## What the exercise asks
Gather every line of the entries that includes the word "revokes".

## Exercise inputs
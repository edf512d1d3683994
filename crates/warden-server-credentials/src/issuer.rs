// Copyright (c) 2025 Geoffrey Huntley <ghuntley@ghuntley.com>. All rights reserved.
// SPDX-License-Identifier: Proprietary

//! Dynamic credential issuance with exactly-once session binding.
//!
//! A session opens one empty slot per (library, purpose). Issuance mints a
//! lease, records it, and then fills the slot with a conditional update.
//! When two issuances race for the same slot the loser's lease is revoked
//! upstream in the background and the caller gets `BindingConflict`. A
//! lease that cannot be bound for any other reason is revoked the same way.

use chrono::{DateTime, Utc};
use std::sync::Arc;
use warden_common_secret::SecretString;
use warden_credentials_core::{
	expiration_after, Clock, CredentialId, CredentialPurpose, CredentialStatus, EngineConnector,
	LibraryId, LibraryRequest, SecretEngine, SessionId, TokenStatus,
};
use warden_server_db::{CredentialRecord, LeaseStore, NewCredential, VaultStore};

use crate::connection::{self, with_timeout};
use crate::error::{CredentialsError, Result};
use crate::keys::KeyService;
use crate::notify::ScheduleNotifier;
use crate::policy::RenewalPolicy;

/// Attempts the background revoke makes before leaving the lease to the
/// scheduler's revocation pass.
const BACKGROUND_REVOKE_ATTEMPTS: u32 = 3;

/// Credentials handled per revocation pass.
const REVOCATION_BATCH: i64 = 100;

/// A credential handed to a session.
#[derive(Debug, Clone)]
pub struct IssuedCredential {
	pub credential_id: CredentialId,
	pub library_id: LibraryId,
	pub session_id: SessionId,
	pub purpose: CredentialPurpose,
	/// The secret payload as returned by the engine.
	pub secret: SecretString,
	/// `None` when the lease never expires.
	pub expiration: Option<DateTime<Utc>>,
}

#[derive(Debug, Clone, Copy, Default, PartialEq, Eq)]
pub struct CredentialRevocationReport {
	pub revoked: u32,
	pub failed: u32,
}

pub struct CredentialIssuer {
	leases: Arc<dyn LeaseStore>,
	vault: Arc<dyn VaultStore>,
	connector: Arc<dyn EngineConnector>,
	keys: Arc<dyn KeyService>,
	clock: Arc<dyn Clock>,
	policy: RenewalPolicy,
	notifier: ScheduleNotifier,
}

impl CredentialIssuer {
	pub fn new(
		leases: Arc<dyn LeaseStore>,
		vault: Arc<dyn VaultStore>,
		connector: Arc<dyn EngineConnector>,
		keys: Arc<dyn KeyService>,
		clock: Arc<dyn Clock>,
		policy: RenewalPolicy,
		notifier: ScheduleNotifier,
	) -> Self {
		Self {
			leases,
			vault,
			connector,
			keys,
			clock,
			policy,
			notifier,
		}
	}

	/// Mint a credential from `library_id` and bind it to the session's slot.
	///
	/// Not idempotent: every successful call mints a new upstream lease.
	#[tracing::instrument(skip(self), fields(library_id = %library_id, session_id = %session_id, purpose = %purpose))]
	pub async fn issue(
		&self,
		library_id: &LibraryId,
		session_id: &SessionId,
		purpose: CredentialPurpose,
	) -> Result<IssuedCredential> {
		let binding_conflict = || CredentialsError::BindingConflict {
			session_id: session_id.clone(),
			library_id: library_id.clone(),
			purpose,
		};

		if self
			.leases
			.get_bound_credential_id(session_id, library_id, purpose)
			.await?
			.is_some()
		{
			return Err(binding_conflict());
		}

		let library = self
			.leases
			.list_private_libraries(std::slice::from_ref(library_id))
			.await?
			.into_iter()
			.next()
			.ok_or_else(|| CredentialsError::NotFound(library_id.to_string()))?;
		let store_id = library.library.store_id.clone();

		let token = match &library.token {
			Some(token) if !token.expiration.is_expired(self.clock.now()) => token,
			_ => return Err(CredentialsError::TokenUnavailable(store_id)),
		};
		let secret_token =
			connection::decrypt_token(self.keys.as_ref(), &token.ciphertext, &token.key_id)?;
		let engine = self
			.connector
			.connect(&connection::for_library(self.keys.as_ref(), &library)?)?;

		let request = LibraryRequest {
			path: library.library.vault_path.clone(),
			method: library.library.http_method,
			body: library.library.http_request_body.clone(),
		};
		let minted = with_timeout(
			self.policy.request_timeout,
			engine.issue_dynamic_secret(&secret_token, &request),
		)
		.await?;

		let now = self.clock.now();
		let credential = NewCredential {
			public_id: CredentialId::generate(),
			library_id: library_id.clone(),
			session_id: session_id.clone(),
			token_hmac: token.token_hmac.clone(),
			external_id: minted.external_id.clone(),
			is_renewable: minted.renewable,
			last_renewal_time: now,
			expiration: expiration_after(now, minted.lease_duration),
		};

		if let Err(e) = self.leases.insert_credential(&credential, now).await {
			tracing::error!(external_id = %minted.external_id, error = %e, "failed to record minted credential, revoking lease");
			self.spawn_revoke(engine, secret_token, minted.external_id, None);
			return Err(e.into());
		}

		let bound = match self
			.leases
			.bind_session_credential(session_id, library_id, purpose, &credential.public_id)
			.await
		{
			Ok(bound) => bound,
			Err(e) => {
				tracing::error!(
					credential_id = %credential.public_id,
					error = %e,
					"failed to bind minted credential, revoking lease"
				);
				self.abandon_unbound(engine, secret_token, minted.external_id, credential.public_id)
					.await;
				return Err(e.into());
			}
		};
		if !bound {
			tracing::warn!(
				credential_id = %credential.public_id,
				"slot filled concurrently, revoking losing lease"
			);
			self.abandon_unbound(engine, secret_token, minted.external_id, credential.public_id)
				.await;
			return Err(binding_conflict());
		}

		tracing::info!(
			credential_id = %credential.public_id,
			store_id = %store_id,
			renewable = minted.renewable,
			"credential issued"
		);
		Ok(IssuedCredential {
			credential_id: credential.public_id,
			library_id: library_id.clone(),
			session_id: session_id.clone(),
			purpose,
			secret: minted.value,
			expiration: credential.expiration.as_option(),
		})
	}

	/// Flag a recorded credential that never made it into its slot and
	/// revoke its lease. Cleanup failures are logged; the caller's error wins.
	async fn abandon_unbound(
		&self,
		engine: Arc<dyn SecretEngine>,
		token: SecretString,
		lease_id: String,
		credential_id: CredentialId,
	) {
		if let Err(e) = self
			.leases
			.update_credential_status(
				&credential_id,
				CredentialStatus::Active,
				CredentialStatus::Revoke,
				self.clock.now(),
			)
			.await
		{
			tracing::warn!(credential_id = %credential_id, error = %e, "failed to flag unbound credential for revocation");
		}
		self.spawn_revoke(engine, token, lease_id, Some(credential_id));
	}

	/// Revoke a lease that must not outlive this call, off the request path.
	///
	/// On success the credential row (if recorded) moves `revoke → revoked`;
	/// otherwise it stays in `revoke` for the scheduler to retry.
	fn spawn_revoke(
		&self,
		engine: Arc<dyn SecretEngine>,
		token: SecretString,
		lease_id: String,
		credential_id: Option<CredentialId>,
	) {
		let leases = self.leases.clone();
		let clock = self.clock.clone();
		let policy = self.policy.clone();

		tokio::spawn(async move {
			for attempt in 1..=BACKGROUND_REVOKE_ATTEMPTS {
				let result = if lease_id.is_empty() {
					Ok(())
				} else {
					with_timeout(policy.request_timeout, engine.revoke_lease(&token, &lease_id)).await
				};
				match result {
					Ok(()) | Err(CredentialsError::EngineRejected(_)) => {
						if let Some(id) = &credential_id {
							if let Err(e) = leases
								.update_credential_status(
									id,
									CredentialStatus::Revoke,
									CredentialStatus::Revoked,
									clock.now(),
								)
								.await
							{
								tracing::warn!(credential_id = %id, error = %e, "failed to mark credential revoked");
							}
						}
						tracing::debug!(lease_id = %lease_id, "orphaned lease revoked");
						return;
					}
					Err(e) if e.is_retryable() && attempt < BACKGROUND_REVOKE_ATTEMPTS => {
						tokio::time::sleep(policy.jittered_backoff(attempt)).await;
					}
					Err(e) => {
						tracing::error!(lease_id = %lease_id, attempt, error = %e, "background lease revocation failed");
						return;
					}
				}
			}
		});
	}

	/// Flag every active credential of the session for revocation. The
	/// scheduler revokes them upstream.
	#[tracing::instrument(skip(self), fields(session_id = %session_id))]
	pub async fn end_session(&self, session_id: &SessionId) -> Result<u64> {
		let marked = self
			.leases
			.mark_session_credentials_for_revocation(session_id, self.clock.now())
			.await?;
		if marked > 0 {
			self.notifier.notify();
		}
		tracing::info!(session_id = %session_id, marked, "session ended");
		Ok(marked)
	}

	pub async fn list_session_credentials(&self, session_id: &SessionId) -> Result<Vec<CredentialRecord>> {
		Ok(self.leases.list_session_credentials(session_id).await?)
	}

	/// Revoke upstream credentials in `revoke` and mark them `revoked`.
	#[tracing::instrument(skip(self))]
	pub async fn revoke_pending_credentials(&self) -> Result<CredentialRevocationReport> {
		let pending = self
			.leases
			.list_credentials_by_status(CredentialStatus::Revoke, REVOCATION_BATCH)
			.await?;
		let mut report = CredentialRevocationReport::default();

		for credential in pending {
			match self.revoke_credential(&credential).await {
				Ok(true) => report.revoked += 1,
				Ok(false) => {}
				Err(e) => {
					report.failed += 1;
					tracing::warn!(
						credential_id = %credential.public_id,
						error = %e,
						"credential revocation failed, will retry"
					);
					// Let later credentials into the next batch.
					if let Err(e) = self
						.leases
						.defer_credential_revocation(&credential.public_id, self.clock.now())
						.await
					{
						tracing::warn!(credential_id = %credential.public_id, error = %e, "failed to requeue credential revocation");
					}
				}
			}
		}
		Ok(report)
	}

	async fn revoke_credential(&self, credential: &CredentialRecord) -> Result<bool> {
		let now = self.clock.now();
		if needs_upstream_revoke(credential, now) {
			let token = self.vault.get_token(&credential.token_hmac).await?;
			match token {
				// The engine revokes child leases together with their token.
				None => {}
				Some(t) if t.status == TokenStatus::Expired || t.expiration.is_expired(now) => {}
				Some(t) => {
					let store = self
						.vault
						.get_store(&t.store_id)
						.await?
						.ok_or_else(|| CredentialsError::NotFound(t.store_id.to_string()))?;
					let certificate = self.vault.get_client_certificate(&t.store_id).await?;
					let engine = self.connector.connect(&connection::for_store(
						self.keys.as_ref(),
						&store,
						certificate.as_ref(),
					)?)?;
					let secret = connection::decrypt_token(self.keys.as_ref(), &t.ciphertext, &t.key_id)?;
					match with_timeout(
						self.policy.request_timeout,
						engine.revoke_lease(&secret, &credential.external_id),
					)
					.await
					{
						Ok(()) => {}
						Err(CredentialsError::TokenInvalid(reason))
						| Err(CredentialsError::EngineRejected(reason)) => {
							tracing::debug!(credential_id = %credential.public_id, reason = %reason, "lease already gone upstream");
						}
						Err(e) => return Err(e),
					}
				}
			}
		}

		Ok(self
			.leases
			.update_credential_status(
				&credential.public_id,
				CredentialStatus::Revoke,
				CredentialStatus::Revoked,
				self.clock.now(),
			)
			.await?)
	}

	/// Mark finite credentials past their expiration as `expired`.
	#[tracing::instrument(skip(self))]
	pub async fn expire_credentials(&self) -> Result<u64> {
		let expired = self.leases.expire_credentials(self.clock.now()).await?;
		if expired > 0 {
			tracing::info!(expired, "credentials expired");
		}
		Ok(expired)
	}
}

/// Leases without an id (static secrets) and leases past expiry have nothing to revoke.
fn needs_upstream_revoke(credential: &CredentialRecord, now: DateTime<Utc>) -> bool {
	!credential.external_id.is_empty() && !credential.expiration.is_expired(now)
}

## Answer below
	/// scheduler revokes them upstream.
				// The engine revokes child leases together with their token.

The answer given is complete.